Rai never dreamt of being an actress. She grew up in a strict middle-class home, the daughter of a merchant marine and a writer. She was an "A" student on track to becoming an architect, until the "Miss World" pageant came along. She entered because, she says, she wanted to change the way the world sees India.
Rai explains that, "for me, it went beyond being a beauty queen. For me, it was about being the 20-year-old girl from India on international platform and a lot of people actually would assume that I wasn't even educated in India because of the way I'd speak. And they'd be like, 'Have you studied in India? Do you actually speak English out there?' and, I was like, 'This is so interesting that so many people know so little about my country.' and this is exactly what I wanted to do when I set out on this little mission in my head."
At age 21, Rai became Miss World. It didn't take long after that for her to become the brightest star in Bollywood. Now 30, she's still a traditional Indian girl - which, by the way, means she still lives with her parents.
"By virtue of my job, I'm traveling," she explains. "You get to spend very little time with your family. We hardly get to meet each other except on the one odd day we really get to spend time, have dinner together. And that's rare, and we cherish it."
Still, Rai considers herself an independent woman, and she doesn't have anything to prove. She's an astute businesswoman who negotiates her own contracts, including endorsements for L'Oreal, Coca-Cola and DeBeers diamonds.
She is not only one of the wealthiest women in India, but Time magazine named her one of the 100 most influential people on the planet. When she's seen in new clothes, it invariably sparks a new fashion trend. Choosing what to wear, she says, is not so much about caring as it is, "just about being open to life and trying different things out."
Right now for Rai, trying different things means going to Hollywood. She's already got several films lined up. Her first is from the director of "Bend it Like Beckham." It's called "Bride and Prejudice," and it's a very proper film. But eventually, in Hollywood, India's "good girl" is bound to run up against something of a cultural hurdle: kissing men on the big screen.
"We'll cross the bridge when we reach it," Rai says. "But yeah. We - let's see. We'll work on the story, work on the scene. I'll work on the part and, and let's see."
Would an onscreen kiss create a scandal for Rai back in India? "It would definitely be a topic of discussion," she says. "They're gonna enjoy it."
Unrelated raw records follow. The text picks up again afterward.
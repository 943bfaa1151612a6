//! Adaptive round-trip-time estimation
//!
//! Maintains smoothed RTT and RTT variance from observed round trips and
//! derives the probe timeout (PTO) used to decide when an in-flight packet
//! is presumed lost.

use std::time::Duration;

/// Smoothing factor for SRTT
const ALPHA: f64 = 0.25;

/// Smoothing factor for RTT variance
const BETA: f64 = 0.25;

/// RTT estimator
///
/// A pure function of its sample history: feeding the same samples in the
/// same order always yields the same SRTT/RTTVAR/PTO.
#[derive(Debug, Clone)]
pub struct RttEstimator {
    /// Smoothed RTT (seconds); 0 until the first sample
    srtt: f64,
    /// RTT variance (seconds)
    rtt_var: f64,
    /// Probe timeout (seconds)
    pto: f64,
    /// Largest sample observed so far (seconds)
    max_sample: f64,
    /// Number of samples recorded
    sample_count: u64,
}

impl RttEstimator {
    /// Create a new estimator with no samples recorded
    pub fn new() -> Self {
        RttEstimator {
            srtt: 0.0,
            rtt_var: 0.0,
            pto: 0.0,
            max_sample: 0.0,
            sample_count: 0,
        }
    }

    /// Record an observed round trip
    ///
    /// The first sample seeds SRTT and RTTVAR directly. Subsequent samples
    /// update the variance first, using the pre-update SRTT, then SRTT.
    pub fn on_sample(&mut self, rtt: Duration) {
        let sample = rtt.as_secs_f64();

        if self.sample_count == 0 {
            self.srtt = sample;
            self.rtt_var = sample / 2.0;
        } else {
            self.rtt_var = (1.0 - BETA) * self.rtt_var + BETA * (self.srtt - sample).abs();
            self.srtt = (1.0 - ALPHA) * self.srtt + ALPHA * sample;
        }

        self.pto = self.srtt + 4.0 * self.rtt_var;
        self.max_sample = self.max_sample.max(sample);
        self.sample_count += 1;
    }

    /// Horizon after which an in-flight packet is considered lost
    ///
    /// Uses the maximum observed sample rather than the PTO alone, which
    /// tolerates one-off latency spikes at the cost of slower loss detection
    /// under sustained high loss.
    pub fn timeout_threshold(&self) -> Duration {
        Duration::from_secs_f64(self.srtt.max(self.max_sample).max(0.0))
    }

    /// Smoothed RTT
    pub fn srtt(&self) -> Duration {
        Duration::from_secs_f64(self.srtt)
    }

    /// RTT variance
    pub fn rtt_var(&self) -> Duration {
        Duration::from_secs_f64(self.rtt_var)
    }

    /// Probe timeout: SRTT + 4·RTTVAR
    pub fn pto(&self) -> Duration {
        Duration::from_secs_f64(self.pto)
    }

    /// Number of samples recorded so far
    pub fn sample_count(&self) -> u64 {
        self.sample_count
    }
}

impl Default for RttEstimator {
    fn default() -> Self {
        Self::new()
    }
}
//! RUFT Sender - reliable payload sender
//!
//! Listens for a receiver's initiation datagram, then transfers a file or a
//! synthetic payload with retransmission until fully acknowledged.

use clap::Parser;
use ruft::{SenderConfig, SenderEngine, UdpTransport};
use ruft_cli::config::Config;
use ruft_cli::{display_transfer_report, generate_random_payload};
use ruft_protocol::LossDetection;
use std::fs;
use std::net::SocketAddr;
use std::time::Duration;

#[derive(Parser, Debug)]
#[command(name = "ruft-sender")]
#[command(about = "RUFT reliable payload sender", long_about = None)]
struct Args {
    /// Listen address for the receiver's initiation datagram
    #[arg(short, long, default_value = "127.0.0.1:5000")]
    listen: SocketAddr,

    /// Input file; omit to generate a synthetic payload
    #[arg(short, long)]
    input: Option<String>,

    /// Synthetic payload size in MiB (when no input file is given)
    #[arg(short = 's', long, default_value = "4")]
    file_size: usize,

    /// Probability of deliberately dropping a send (0.0 to 1.0)
    #[arg(short = 'p', long, default_value = "0.0")]
    loss_probability: f64,

    /// Loss detection method (timeout, out_of_order, both)
    #[arg(short = 'm', long, default_value = "out_of_order")]
    loss_detection: LossDetection,

    /// Payload bytes per segment
    #[arg(long, default_value = "5120")]
    segment_size: usize,

    /// Acknowledgment wait timeout in milliseconds
    #[arg(long, default_value = "30")]
    timeout_ms: u64,

    /// Optional TOML config file (overrides the flags above)
    #[arg(short, long)]
    config: Option<String>,
}

fn main() -> anyhow::Result<()> {
    let args = Args::parse();
    tracing_subscriber::fmt::init();

    let (listen, input, file_size, config) = match &args.config {
        Some(path) => {
            let file = Config::from_file(path)?;
            let sender = file
                .sender
                .ok_or_else(|| anyhow::anyhow!("config file has no [sender] section"))?;
            let config = SenderConfig {
                loss_probability: sender.loss_probability,
                loss_detection: sender.loss_detection.into(),
                segment_size: sender.segment_size,
                receive_timeout: sender.receive_timeout(),
            };
            (sender.listen, sender.input, sender.file_size_mib, config)
        }
        None => {
            let config = SenderConfig {
                loss_probability: args.loss_probability,
                loss_detection: args.loss_detection,
                segment_size: args.segment_size,
                receive_timeout: Duration::from_millis(args.timeout_ms),
            };
            (args.listen, args.input, args.file_size, config)
        }
    };

    anyhow::ensure!(
        (0.0..=1.0).contains(&config.loss_probability),
        "loss probability must be in [0, 1]"
    );
    anyhow::ensure!(config.segment_size >= 1, "segment size must be at least 1");

    let payload = match &input {
        Some(path) => {
            tracing::info!(%path, "reading payload from file");
            fs::read(path)?
        }
        None => {
            tracing::info!(mib = file_size, "generating synthetic payload");
            generate_random_payload(file_size)
        }
    };

    let mut transport = UdpTransport::bind(listen)?;
    tracing::info!(addr = %transport.local_addr()?, "listening");

    let mut engine = SenderEngine::new(config);
    engine.load_payload(&payload);

    let stats = engine.run(&mut transport)?;
    display_transfer_report(&stats, engine.rtt(), payload.len() as u64);

    Ok(())
}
Sure, there are people in India who resent sharing their star with America. But, Rai notes, "then again there are so many Indians who have expressed so much of pride. They look at this as such a positive possibility. Because there really hasn't been that strong a representation of the Indian in Hollywood."
With Rai in the vanguard of an Indian invasion, that could change. Is Hollywood ready?
"Someone said to me this week that you are a Greek goddess with the soul of an Indian. What is the finest complement you have ever received? The one that touched you the most," Simon asks Rai.
"Well, when people call me real. I love it. And it has a lot of meaning," says Rai. "It means a lot to me and it's touching. People would see that and acknowledge it."
And one last question -- one that every man watching is going to want to know. Does she have a steady boyfriend?
"That's for the autobiography," says Rai, laughing.